# Classic démarre quand il veut !!!



## Popjoël (19 Septembre 2018)

Bonjour à tous, mon Classic affiche un drôle d'écran au démarrage, dès fois il démarre, le plus souvent, non !
Sur la plaque analogique les condensateurs sont changés et les soudures vérifiées...
Sur la plaque mère la pile est neuve.
J'ai cherché un faux contact, sans succès.
Quelqu'un reconnait ces symptômes ?
Je ne sais plus où chercher ...
Merci.


----------



## Big Ben (28 Septembre 2018)

Bonjour,

Est-ce que tout les condensateurs (carte mère + carte analogique) ont été changés? Est-ce que la carte mère a été lavée?

Il y a une trentaine des condensateurs sur la carte analogique et 8 sur la carte mère.

Peux-t-on avoir des photos des deux cartes bien dégagées et bien éclairées en haute définition?


----------



## Popjoël (28 Septembre 2018)

Bonsoir  Big Ben,
Je n'ai pas changé TOUS les condensateurs, aucun sur la carte mère.
Donc je vais le faire et je te tiens au courant.
Merci du conseil...


----------



## Big Ben (28 Septembre 2018)

C’est souvent la carte mère qui pose soucis en premier, les condensateurs font souvent du dégât, n’hésites pas à inspecter les pistes du circuit imprimé aux alentours des ces derniers.
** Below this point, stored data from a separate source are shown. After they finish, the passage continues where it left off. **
//! Revenue goal tracking
//!
//! Goal progress is derived data: `actual`, `variance`, `percent_achieved`
//! and the on-track flags are recomputed from live charges on every read.
//! `on_track` follows the variance sign; `pace_on_track` compares against the
//! target pro-rated over the elapsed part of the window.

use crate::aggregation::DateRange;
use crate::error::{RevenueError, RevenueResult};
use crate::models::{Charge, GoalPeriod, RevenueGoal};
use crate::scoring::percent;
use chrono::{DateTime, Duration, Months, NaiveDate, Utc};
use rust_decimal::Decimal;
use serde::{Deserialize, Serialize};
use uuid::Uuid;

/// Create or replace a goal
#[derive(Debug, Clone, Serialize, Deserialize)]
pub struct GoalRequest {
    pub organization_id: Uuid,
    /// Existing goal to update
    #[serde(default)]
    pub id: Option<Uuid>,
    pub name: String,
    pub period: GoalPeriod,
    pub start_date: NaiveDate,
    /// Derived from `period` when absent
    #[serde(default)]
    pub end_date: Option<NaiveDate>,
    pub target_amount: Decimal,
    #[serde(default = "default_active")]
    pub active: bool,
}

fn default_active() -> bool {
    true
}

pub struct GoalTracker;

impl GoalTracker {
    /// Last day of a goal window starting on `start`.
    pub fn period_end(period: GoalPeriod, start: NaiveDate) -> Option<NaiveDate> {
        let months = match period {
            GoalPeriod::Monthly => 1,
            GoalPeriod::Quarterly => 3,
            GoalPeriod::Annual => 12,
        };
        start
            .checked_add_months(Months::new(months))
            .map(|d| d - Duration::days(1))
    }

    /// Validate `request` and merge it over `existing`.
    pub fn build(
        request: &GoalRequest,
        existing: Option<&RevenueGoal>,
        now: DateTime<Utc>,
    ) -> RevenueResult<RevenueGoal> {
        if request.name.trim().is_empty() {
            return Err(RevenueError::Validation("Goal name is required".to_string()));
        }
        if request.target_amount <= Decimal::ZERO {
            return Err(RevenueError::Validation(
                "Goal target must be greater than zero".to_string(),
            ));
        }
        let end_date = match request.end_date {
            Some(end) => end,
            None => Self::period_end(request.period, request.start_date).ok_or_else(|| {
                RevenueError::Validation(format!("Cannot derive goal end from {}", request.start_date))
            })?,
        };
        DateRange::new(request.start_date, end_date)?;

        let base = existing.cloned().unwrap_or_else(|| RevenueGoal {
            id: request.id.unwrap_or_else(Uuid::new_v4),
            organization_id: request.organization_id,
            name: String::new(),
            period: request.period,
            start_date: request.start_date,
            end_date,
            target_amount: request.target_amount,
            actual_amount: Decimal::ZERO,
            variance: Decimal::ZERO,
            percent_achieved: Decimal::ZERO,
            on_track: false,
            pace_on_track: false,
            active: request.active,
            updated_at: None,
        });

        Ok(RevenueGoal {
            name: request.name.trim().to_string(),
            period: request.period,
            start_date: request.start_date,
            end_date,
            target_amount: request.target_amount,
            active: request.active,
            updated_at: Some(now),
            ..base
        })
    }

    /// Refresh derived progress fields from `charges` as of `as_of`.
    pub fn recompute(goal: &RevenueGoal, charges: &[Charge], as_of: NaiveDate) -> RevenueGoal {
        let through = as_of.min(goal.end_date);
        let actual: Decimal = charges
            .iter()
            .filter(|c| c.organization_id == goal.organization_id)
            .filter(|c| c.service_date >= goal.start_date && c.service_date <= through)
            .map(Charge::billed)
            .sum();

        let expected = goal.target_amount * elapsed_fraction(goal.start_date, goal.end_date, as_of);
        let variance = (actual - goal.target_amount).round_dp(2);
        RevenueGoal {
            actual_amount: actual.round_dp(2),
            variance,
            percent_achieved: percent(actual, goal.target_amount).round_dp(1),
            on_track: variance >= Decimal::ZERO,
            pace_on_track: actual >= expected,
            ..goal.clone()
        }
    }
}

/// Share of the goal window elapsed by `as_of`, inclusive of that day.
fn elapsed_fraction(start: NaiveDate, end: NaiveDate, as_of: NaiveDate) -> Decimal {
    if as_of < start {
        return Decimal::ZERO;
    }
    if as_of >= end {
        return Decimal::ONE;
    }
    let total = (end - start).num_days() + 1;
    let elapsed = (as_of - start).num_days() + 1;
    Decimal::from(elapsed) / Decimal::from(total)
}

#[cfg(test)]
mod tests {
    use super::*;
    use crate::models::ChargeStatus;
    use rust_decimal_macros::dec;
    use std::collections::BTreeSet;

    fn date(m: u32, d: u32) -> NaiveDate {
        NaiveDate::from_ymd_opt(2024, m, d).unwrap()
    }

    fn charge(day: NaiveDate, fee: Decimal) -> Charge {
        Charge {
            id: Uuid::new_v4(),
            organization_id: Uuid::nil(),
            encounter_id: None,
            patient_id: Uuid::new_v4(),
            provider_id: Uuid::nil(),
            payer_id: None,
            code: "98940".to_string(),
            service_date: day,
            fee,
            units: 1,
            modifiers: BTreeSet::new(),
            adjustment: Decimal::ZERO,
            balance: Decimal::ZERO,
            status: ChargeStatus::Billed,
        }
    }

    fn request(target: Decimal) -> GoalRequest {
        GoalRequest {
            organization_id: Uuid::nil(),
            id: None,
            name: "April".to_string(),
            period: GoalPeriod::Monthly,
            start_date: date(4, 1),
            end_date: None,
            target_amount: target,
            active: true,
        }
    }

    #[test]
    fn test_build_derives_period_end() {
        let goal = GoalTracker::build(&request(dec!(30000)), None, Utc::now()).unwrap();
        assert_eq!(goal.end_date, date(4, 30));

        let mut quarterly = request(dec!(90000));
        quarterly.period = GoalPeriod::Quarterly;
        let goal = GoalTracker::build(&quarterly, None, Utc::now()).unwrap();
        assert_eq!(goal.end_date, date(6, 30));
    }

    #[test]
    fn test_build_rejects_bad_input() {
        assert!(matches!(
            GoalTracker::build(&request(Decimal::ZERO), None, Utc::now()),
            Err(RevenueError::Validation(_))
        ));
        let mut backwards = request(dec!(100));
        backwards.end_date = Some(date(3, 1));
        assert!(GoalTracker::build(&backwards, None, Utc::now()).is_err());
    }

    #[test]
    fn test_build_keeps_identity_on_update() {
        let original = GoalTracker::build(&request(dec!(30000)), None, Utc::now()).unwrap();
        let mut update = request(dec!(40000));
        update.id = Some(original.id);
        let updated = GoalTracker::build(&update, Some(&original), Utc::now()).unwrap();
        assert_eq!(updated.id, original.id);
        assert_eq!(updated.target_amount, dec!(40000));
    }

    #[test]
    fn test_recompute_splits_target_and_pace() {
        let goal = GoalTracker::build(&request(dec!(30000)), None, Utc::now()).unwrap();
        let charges = vec![
            charge(date(4, 5), dec!(8000)),
            charge(date(4, 12), dec!(8000)),
            charge(date(3, 31), dec!(9999)),
        ];

        // half the month elapsed, 16000 billed against 15000 expected
        let progress = GoalTracker::recompute(&goal, &charges, date(4, 15));
        assert_eq!(progress.actual_amount, dec!(16000));
        assert_eq!(progress.variance, dec!(-14000));
        assert_eq!(progress.percent_achieved, dec!(53.3));
        assert!(!progress.on_track);
        assert!(progress.pace_on_track);

        let month_end = GoalTracker::recompute(&goal, &charges, date(4, 30));
        assert!(!month_end.on_track);
        assert!(!month_end.pace_on_track);
    }

    #[test]
    fn test_on_track_matches_variance_sign() {
        let goal = GoalTracker::build(&request(dec!(16000)), None, Utc::now()).unwrap();
        let charges = vec![charge(date(4, 5), dec!(8000)), charge(date(4, 12), dec!(8000))];

        let met = GoalTracker::recompute(&goal, &charges, date(4, 20));
        assert_eq!(met.variance, Decimal::ZERO);
        assert!(met.on_track);

        let short = GoalTracker::recompute(&goal, &charges[..1], date(4, 10));
        assert!(short.variance < Decimal::ZERO);
        assert!(!short.on_track);
        // 8000 billed against 10 of 30 days of a 16000 target
        assert!(short.pace_on_track);
    }

    #[test]
    fn test_elapsed_fraction_bounds() {
        assert_eq!(elapsed_fraction(date(4, 1), date(4, 30), date(3, 1)), Decimal::ZERO);
        assert_eq!(elapsed_fraction(date(4, 1), date(4, 30), date(5, 1)), Decimal::ONE);
        assert_eq!(elapsed_fraction(date(4, 1), date(4, 30), date(4, 15)), dec!(0.5));
    }
}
Il faut bien nettoyer j’ai déjà eu le cas où l’electrolyte des condos court-circuitait l’horloge de mac!

L’idéal c’est de remplacer avec des céramiques ou tantale (j’ai une préférence arbitraire pour ces derniers), ils ont l’avantage de ne pas fuir comme les électrochimiques.

Je prendrai des photos de mon classic réparé et je vais rechercher les références de condos que j’ai utilisé à titre perso.

Il se peut aussi que le TDA (un IC présent sur la carte analogique) vieillissant provoque des pannes en fonction de la température, il faut le remplacer parfois. Je vais réunir quelques liens utiles.

Je te poste tout ça asap.


----------



## Popjoël (28 Septembre 2018)

Ça c'est gentil ;-)
J'ai expérimenté une une grande différence après un super nettoyage de la carte mère. Avant c'était pire ...
Larry Pina ne parle que de la carte analogique pour ces symptômes .... Il a écrit son livre un peu tôt ....
Heureusement qu'il y a des personnes comme vous, du MacGeneration, pour suivre cet exemple...
Merci.


----------



## Big Ben (30 Septembre 2018)

Le livre de Larry Pina est une très bonne référence, il est très utile pour commencer à poser un diagnostique, et il contient de nombreuses billes pour faire les derniers réglages/ajustements après avoir effectué les réparations.

Malheureusement ça ce corse comme tu as pu le constater puisque que 25 ans après les condensateurs mettent leur grain de sel.
Donc j'ai pris quelques photos comme promis et fouillé dans mes archives pour retrouver tout ce qui est nécessaire à ta restauration.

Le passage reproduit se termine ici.